== Segment start ==

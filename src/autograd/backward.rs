//! Reverse-mode execution of the recorded graph

use super::context::is_grad_enabled;
use super::Tensor;
use ndarray::Array1;
use std::collections::{HashMap, HashSet};

/// Backward rule of a recorded operation
///
/// `backward` receives the gradient of the operation's output and returns
/// one optional gradient per entry of `inputs`, in the same order.
pub trait BackwardOp {
    /// Tensors this operation read during the forward pass
    fn inputs(&self) -> &[Tensor];

    /// Gradients w.r.t. each input
    fn backward(&self, grad_output: &Array1<f32>) -> Vec<Option<Array1<f32>>>;
}

/// Whether an op reading `inputs` should record itself
pub(crate) fn tracks(inputs: &[&Tensor]) -> bool {
    is_grad_enabled() && inputs.iter().any(|t| t.requires_grad())
}

/// Perform a backward pass from `tensor`
///
/// Gradients are seeded with `grad_output` (ones when `None`) and flow in
/// reverse topological order, so every node forwards its complete gradient
/// exactly once. Only leaves requiring grad accumulate into their gradient
/// cell; intermediate gradients live for the duration of the pass. The
/// graph itself is not consumed and may be traversed again by a later pass.
pub fn backward(tensor: &Tensor, grad_output: Option<Array1<f32>>) {
    if !tensor.requires_grad() {
        return;
    }
    let seed = grad_output.unwrap_or_else(|| Array1::ones(tensor.len()));
    assert_eq!(
        seed.len(),
        tensor.len(),
        "seed gradient must match tensor length"
    );

    let order = topological_order(tensor);
    let mut grads: HashMap<usize, Array1<f32>> = HashMap::new();
    grads.insert(tensor.id(), seed);

    for node in order.iter().rev() {
        let Some(grad) = grads.remove(&node.id()) else {
            continue;
        };
        match node.backward_op() {
            Some(op) => {
                let input_grads = op.backward(&grad);
                for (input, input_grad) in op.inputs().iter().zip(input_grads) {
                    let Some(g) = input_grad else { continue };
                    if !input.requires_grad() {
                        continue;
                    }
                    match grads.get_mut(&input.id()) {
                        Some(acc) => *acc += &g,
                        None => {
                            grads.insert(input.id(), g);
                        }
                    }
                }
            }
            None => node.accumulate_grad(grad),
        }
    }
}

/// Post-order DFS over nodes that require grad
fn topological_order(root: &Tensor) -> Vec<Tensor> {
    let mut order = Vec::new();
    let mut visited = HashSet::new();
    let mut stack = vec![(root.clone(), false)];

    while let Some((node, expanded)) = stack.pop() {
        if expanded {
            order.push(node);
            continue;
        }
        if !visited.insert(node.id()) {
            continue;
        }
        let op = node.backward_op();
        stack.push((node, true));
        if let Some(op) = op {
            for input in op.inputs() {
                if input.requires_grad() && !visited.contains(&input.id()) {
                    stack.push((input.clone(), false));
                }
            }
        }
    }

    order
}
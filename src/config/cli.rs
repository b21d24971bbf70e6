//! Command-line interface types

use clap::{Args, Parser, Subcommand};
use std::path::PathBuf;

/// layoutgan: conditional WGAN-GP training for graph layouts
#[derive(Parser, Debug, Clone, PartialEq)]
#[command(name = "layoutgan")]
#[command(version)]
#[command(about = "Adversarial layout generation with a jointly trained layout classifier")]
pub struct Cli {
    /// Subcommand to execute
    #[command(subcommand)]
    pub command: Command,

    /// Enable verbose output
    #[arg(short, long, global = true)]
    pub verbose: bool,

    /// Suppress all output except errors
    #[arg(short, long, global = true)]
    pub quiet: bool,
}

/// Available commands
#[derive(Subcommand, Debug, Clone, PartialEq)]
pub enum Command {
    /// Adversarial pretraining of generator and discriminator
    Pretrain(RunArgs),

    /// Combined generator / discriminator / classifier training
    Train(TrainArgs),

    /// Pretrain, warm-start from the best pretrained weights, then train
    Pipeline(RunArgs),

    /// Validate a configuration file without training
    Validate(ValidateArgs),
}

/// Config path plus the overrides shared by every training command
#[derive(Args, Debug, Clone, PartialEq)]
pub struct RunArgs {
    /// Path to YAML configuration file
    #[arg(value_name = "CONFIG")]
    pub config: PathBuf,

    /// Override number of epochs (both loops)
    #[arg(short, long)]
    pub epochs: Option<usize>,

    /// Override output directory
    #[arg(short, long)]
    pub output_dir: Option<PathBuf>,

    /// Random seed for reproducibility
    #[arg(long)]
    pub seed: Option<u64>,
}

/// Arguments for the train command
#[derive(Args, Debug, Clone, PartialEq)]
pub struct TrainArgs {
    #[command(flatten)]
    pub run: RunArgs,

    /// Generator weights saved by pretraining
    #[arg(long, value_name = "PATH")]
    pub init_generator: Option<PathBuf>,

    /// Discriminator weights saved by pretraining
    #[arg(long, value_name = "PATH")]
    pub init_discriminator: Option<PathBuf>,

    /// Resume networks and optimizer state from a combined-loop checkpoint
    #[arg(short, long, value_name = "PATH")]
    pub resume: Option<PathBuf>,
}

/// Arguments for the validate command
#[derive(Args, Debug, Clone, PartialEq)]
pub struct ValidateArgs {
    /// Path to YAML configuration file
    #[arg(value_name = "CONFIG")]
    pub config: PathBuf,

    /// Print the resolved configuration
    #[arg(short, long)]
    pub detailed: bool,
}
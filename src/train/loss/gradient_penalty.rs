//! Gradient penalty for Wasserstein critics

use crate::autograd::{add_scalar, concat_cols, mean, mul, row_norms, scale};
use crate::data::LayoutShape;
use crate::nn::Critic;
use crate::Tensor;
use rand::Rng;

/// Penalty weight when a call site does not configure one
pub const DEFAULT_PENALTY_WEIGHT: f32 = 3.0;

/// `weight · mean_b((‖∇_{x̂,â} Σ critic(x̂, â)‖_b − 1)²)`
///
/// `x̂` interpolates real and fake layouts with one uniform coefficient per
/// graph; `â` interpolates the adjacency matrices with one coefficient per
/// entry. Per graph, the layout gradient and the adjacency gradient are
/// concatenated before taking the norm. Fakes are read by value, so the
/// result only depends on the critic parameters.
#[allow(clippy::too_many_arguments)]
pub fn gradient_penalty<C: Critic + ?Sized>(
    critic: &C,
    real: &Tensor,
    fake: &Tensor,
    real_adjacency: &Tensor,
    fake_adjacency: &Tensor,
    shape: LayoutShape,
    weight: f32,
    rng: &mut impl Rng,
) -> Tensor {
    let b = shape.batch_size;
    let layout_cols = shape.layout_stride();
    let adjacency_cols = shape.adjacency_stride();
    assert_eq!(
        real.len(),
        b * layout_cols,
        "gradient_penalty: real layout shape"
    );
    assert_eq!(
        fake.len(),
        b * layout_cols,
        "gradient_penalty: fake layout shape"
    );

    let mut layout = Vec::with_capacity(b * layout_cols);
    for g in 0..b {
        let alpha: f32 = rng.gen();
        for i in g * layout_cols..(g + 1) * layout_cols {
            layout.push(alpha * real.data()[i] + (1.0 - alpha) * fake.data()[i]);
        }
    }
    let adjacency: Vec<f32> = real_adjacency
        .data()
        .iter()
        .zip(fake_adjacency.data().iter())
        .map(|(&r, &f)| {
            let beta: f32 = rng.gen();
            beta * r + (1.0 - beta) * f
        })
        .collect();

    let grads = critic.input_gradients(
        &Tensor::from_vec(layout, false),
        &Tensor::from_vec(adjacency, false),
        shape,
    );
    let blocks = [
        (&grads.layout, layout_cols),
        (&grads.adjacency, adjacency_cols),
    ];
    let joint = concat_cols(&blocks, b);
    let deviation = add_scalar(&row_norms(&joint, b, layout_cols + adjacency_cols), -1.0);
    scale(&mean(&mul(&deviation, &deviation)), weight)
}

#[cfg(test)]
mod tests {
    use super::*;
    use crate::autograd::{backward, broadcast_rows, matmul};
    use crate::nn::{InputGradients, MlpCritic, Module};
    use approx::assert_abs_diff_eq;
    use proptest::prelude::*;
    use rand::rngs::StdRng;
    use rand::SeedableRng;

    /// score_b = w_x · x_b + w_a · a_b, so ∇ is (w_x, w_a) for every graph
    struct LinearCritic {
        w_layout: Tensor,
        w_adjacency: Tensor,
    }

    impl LinearCritic {
        fn with_norm(shape: LayoutShape, norm: f32) -> Self {
            let lc = shape.layout_stride();
            let ac = shape.adjacency_stride();
            let per = norm / ((lc + ac) as f32).sqrt();
            Self {
                w_layout: Tensor::from_vec(vec![per; lc], true),
                w_adjacency: Tensor::from_vec(vec![per; ac], true),
            }
        }
    }

    impl Module for LinearCritic {
        fn named_parameters(&self) -> Vec<(String, &Tensor)> {
            vec![
                ("w_layout".to_string(), &self.w_layout),
                ("w_adjacency".to_string(), &self.w_adjacency),
            ]
        }

        fn parameters_mut(&mut self) -> Vec<&mut Tensor> {
            vec![&mut self.w_layout, &mut self.w_adjacency]
        }
    }

    impl Critic for LinearCritic {
        fn score(&self, layout: &Tensor, adjacency: &Tensor, shape: LayoutShape) -> Tensor {
            let b = shape.batch_size;
            let x = matmul(layout, &self.w_layout, b, shape.layout_stride(), 1);
            let a = matmul(adjacency, &self.w_adjacency, b, shape.adjacency_stride(), 1);
            crate::autograd::add(&x, &a)
        }

        fn input_gradients(&self, _: &Tensor, _: &Tensor, shape: LayoutShape) -> InputGradients {
            InputGradients {
                layout: broadcast_rows(&self.w_layout, shape.batch_size),
                adjacency: broadcast_rows(&self.w_adjacency, shape.batch_size),
            }
        }
    }

    fn batch(shape: LayoutShape, offset: f32) -> (Tensor, Tensor) {
        let layout = (0..shape.layout_len())
            .map(|i| (i as f32 * 0.3 + offset).sin())
            .collect();
        let adjacency = (0..shape.adjacency_len())
            .map(|i| ((i + offset as usize) % 2) as f32)
            .collect();
        (Tensor::from_vec(layout, false), Tensor::from_vec(adjacency, false))
    }

    /// Penalty between the batches built with offsets 0 and `fake_offset`
    fn penalty(
        critic: &dyn Critic,
        shape: LayoutShape,
        fake_offset: f32,
        weight: f32,
        seed: u64,
    ) -> Tensor {
        let (real, ra) = batch(shape, 0.0);
        let (fake, fa) = batch(shape, fake_offset);
        let mut rng = StdRng::seed_from_u64(seed);
        gradient_penalty(critic, &real, &fake, &ra, &fa, shape, weight, &mut rng)
    }

    #[test]
    fn test_unit_gradient_norm_gives_zero_penalty() {
        let shape = LayoutShape::new(3, 4);
        let critic = LinearCritic::with_norm(shape, 1.0);
        let gp = penalty(&critic, shape, 1.0, 5.0, 0);
        assert_abs_diff_eq!(gp.item(), 0.0, epsilon = 1e-5);
    }

    #[test]
    fn test_penalty_value_and_weight() {
        let shape = LayoutShape::new(2, 3);
        let critic = LinearCritic::with_norm(shape, 3.0);
        // (3 - 1)² = 4 per graph
        let gp = penalty(&critic, shape, 2.0, 1.0, 1);
        assert_abs_diff_eq!(gp.item(), 4.0, epsilon = 1e-4);
        let gp = penalty(&critic, shape, 2.0, DEFAULT_PENALTY_WEIGHT, 1);
        assert_abs_diff_eq!(gp.item(), 12.0, epsilon = 1e-3);
    }

    #[test]
    fn test_penalty_backpropagates_to_critic() {
        let shape = LayoutShape::new(2, 4);
        let mut rng = StdRng::seed_from_u64(2);
        let critic = MlpCritic::new(4, 2, 8, &mut rng);
        let gp = penalty(&critic, shape, 1.5, 5.0, 2);
        assert!(gp.item().is_finite());
        backward(&gp, None);
        let params = critic.parameters();
        let touched = params.iter().filter(|p| p.grad().is_some()).count();
        assert!(touched >= 3);
    }

    proptest! {
        #![proptest_config(ProptestConfig::with_cases(64))]

        #[test]
        fn prop_penalty_is_non_negative(
            norm in 0.0f32..4.0,
            weight in 0.0f32..10.0,
            seed in any::<u64>()
        ) {
            let shape = LayoutShape::new(2, 3);
            let critic = LinearCritic::with_norm(shape, norm);
            let gp = penalty(&critic, shape, 1.0, weight, seed);
            prop_assert!(gp.item() >= 0.0);
            let expected = weight * (norm - 1.0).powi(2);
            prop_assert!((gp.item() - expected).abs() <= 1e-3 * (1.0 + expected));
        }
    }
}
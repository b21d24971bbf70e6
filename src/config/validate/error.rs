//! Validation error types

/// Validation error type
#[derive(Debug, thiserror::Error)]
pub enum ValidationError {
    #[error("data.{0} is required unless data.demo is set")]
    MissingDataPath(&'static str),

    #[error("Data path does not exist: {0}")]
    DataPathNotFound(String),

    #[error("Demo training split cannot be empty")]
    EmptyDemoSplit,

    #[error("Invalid batch size: {0} (must be > 0)")]
    InvalidBatchSize(usize),

    #[error("Invalid max_nodes: {0} (must be > 0)")]
    InvalidMaxNodes(usize),

    #[error("Invalid model dimension {name}: {value} (must be > 0)")]
    InvalidDimension { name: &'static str, value: usize },

    #[error("Invalid renderer {name}: {value} (must be > 0.0)")]
    InvalidRenderer { name: &'static str, value: f32 },

    #[error("Invalid {network} learning rate: {lr} (must be > 0.0 and <= 1.0)")]
    InvalidLearningRate { network: &'static str, lr: f32 },

    #[error("Invalid {network} optimizer: {name} (must be one of: adam, adamw, sgd)")]
    InvalidOptimizer { network: &'static str, name: String },

    #[error("Invalid {network} scheduler: {reason}")]
    InvalidScheduler {
        network: &'static str,
        reason: String,
    },

    #[error("Invalid {stage} epochs: 0 (must be > 0)")]
    InvalidEpochs { stage: &'static str },

    #[error("Invalid {stage} patience: 0 (must be > 0)")]
    InvalidPatience { stage: &'static str },

    #[error("Invalid {name}: {value} (must be >= 0.0 and finite)")]
    InvalidWeight { name: &'static str, value: f32 },

    #[error("Invalid {name}: 0 (at least one noise draw is required)")]
    InvalidNoiseSamples { name: &'static str },
}
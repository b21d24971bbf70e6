//! Load a run specification from YAML and apply command-line overrides

use super::cli::RunArgs;
use super::schema::RunSpec;
use super::validate::validate_config;
use crate::error::{Error, Result};
use std::fs;
use std::path::Path;

/// Read, parse and validate a YAML run specification
pub fn load_config<P: AsRef<Path>>(config_path: P) -> Result<RunSpec> {
    let spec = parse_config(config_path)?;
    validate_config(&spec).map_err(|e| Error::ConfigError(format!("Invalid config: {e}")))?;
    Ok(spec)
}

/// Read and parse without validation
pub fn parse_config<P: AsRef<Path>>(config_path: P) -> Result<RunSpec> {
    let yaml_content = fs::read_to_string(config_path.as_ref()).map_err(|e| {
        Error::ConfigError(format!(
            "Failed to read config file {}: {}",
            config_path.as_ref().display(),
            e
        ))
    })?;

    serde_yaml::from_str(&yaml_content)
        .map_err(|e| Error::ConfigError(format!("Failed to parse YAML config: {e}")))
}

/// Apply command-line overrides, then re-validate
pub fn apply_overrides(spec: &mut RunSpec, args: &RunArgs) -> Result<()> {
    if let Some(epochs) = args.epochs {
        spec.pretrain.epochs = epochs;
        spec.train.epochs = epochs;
    }
    if let Some(dir) = &args.output_dir {
        spec.output_dir = dir.clone();
    }
    if let Some(seed) = args.seed {
        spec.seed = seed;
    }
    validate_config(spec).map_err(|e| Error::ConfigError(format!("Invalid override: {e}")))
}
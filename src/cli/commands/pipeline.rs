//! Pipeline command implementation

use crate::cli::LogLevel;
use crate::config::{apply_overrides, load_config, run_pipeline as pipeline_from_spec, RunArgs};

pub fn run_pipeline(args: RunArgs, level: LogLevel) -> Result<(), String> {
    log::info!("layoutgan: pipeline from {}", args.config.display());

    let mut spec = load_config(&args.config).map_err(|e| format!("Config error: {e}"))?;
    apply_overrides(&mut spec, &args).map_err(|e| format!("Config error: {e}"))?;

    let report = pipeline_from_spec(&spec).map_err(|e| format!("Pipeline error: {e}"))?;

    log::info!(
        "Pipeline complete: {} pretraining epochs, {} combined epochs, best val accuracy {:.2}%",
        report.pretrain.epochs_run,
        report.combined.epochs_run,
        report.combined.best_val_accuracy
    );
    if level == LogLevel::Verbose {
        log::debug!(
            "  Checkpoint: {}",
            report.combined.checkpoint_path.display()
        );
    }
    Ok(())
}
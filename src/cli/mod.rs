//! CLI module for layoutgan
//!
//! This module contains all CLI command handlers and utilities.

mod commands;
mod logging;

pub use commands::run_command;
pub use logging::{init_logging, LogLevel};

// Re-export Cli from config for convenience
pub use crate::config::Cli;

== Segment end ==

Set down, exactly as they appear above, all lines from the one that has "let gp = penalty(&critic, shape, 1.0, 5.0, 0);" down to the one that has "4 per graph", including those two and no others.

## Output for this task
        let gp = penalty(&critic, shape, 1.0, 5.0, 0);
        assert_abs_diff_eq!(gp.item(), 0.0, epsilon = 1e-5);
    }

    #[test]
    fn test_penalty_value_and_weight() {
        let shape = LayoutShape::new(2, 3);
        let critic = LinearCritic::with_norm(shape, 3.0);
        // (3 - 1)² = 4 per graph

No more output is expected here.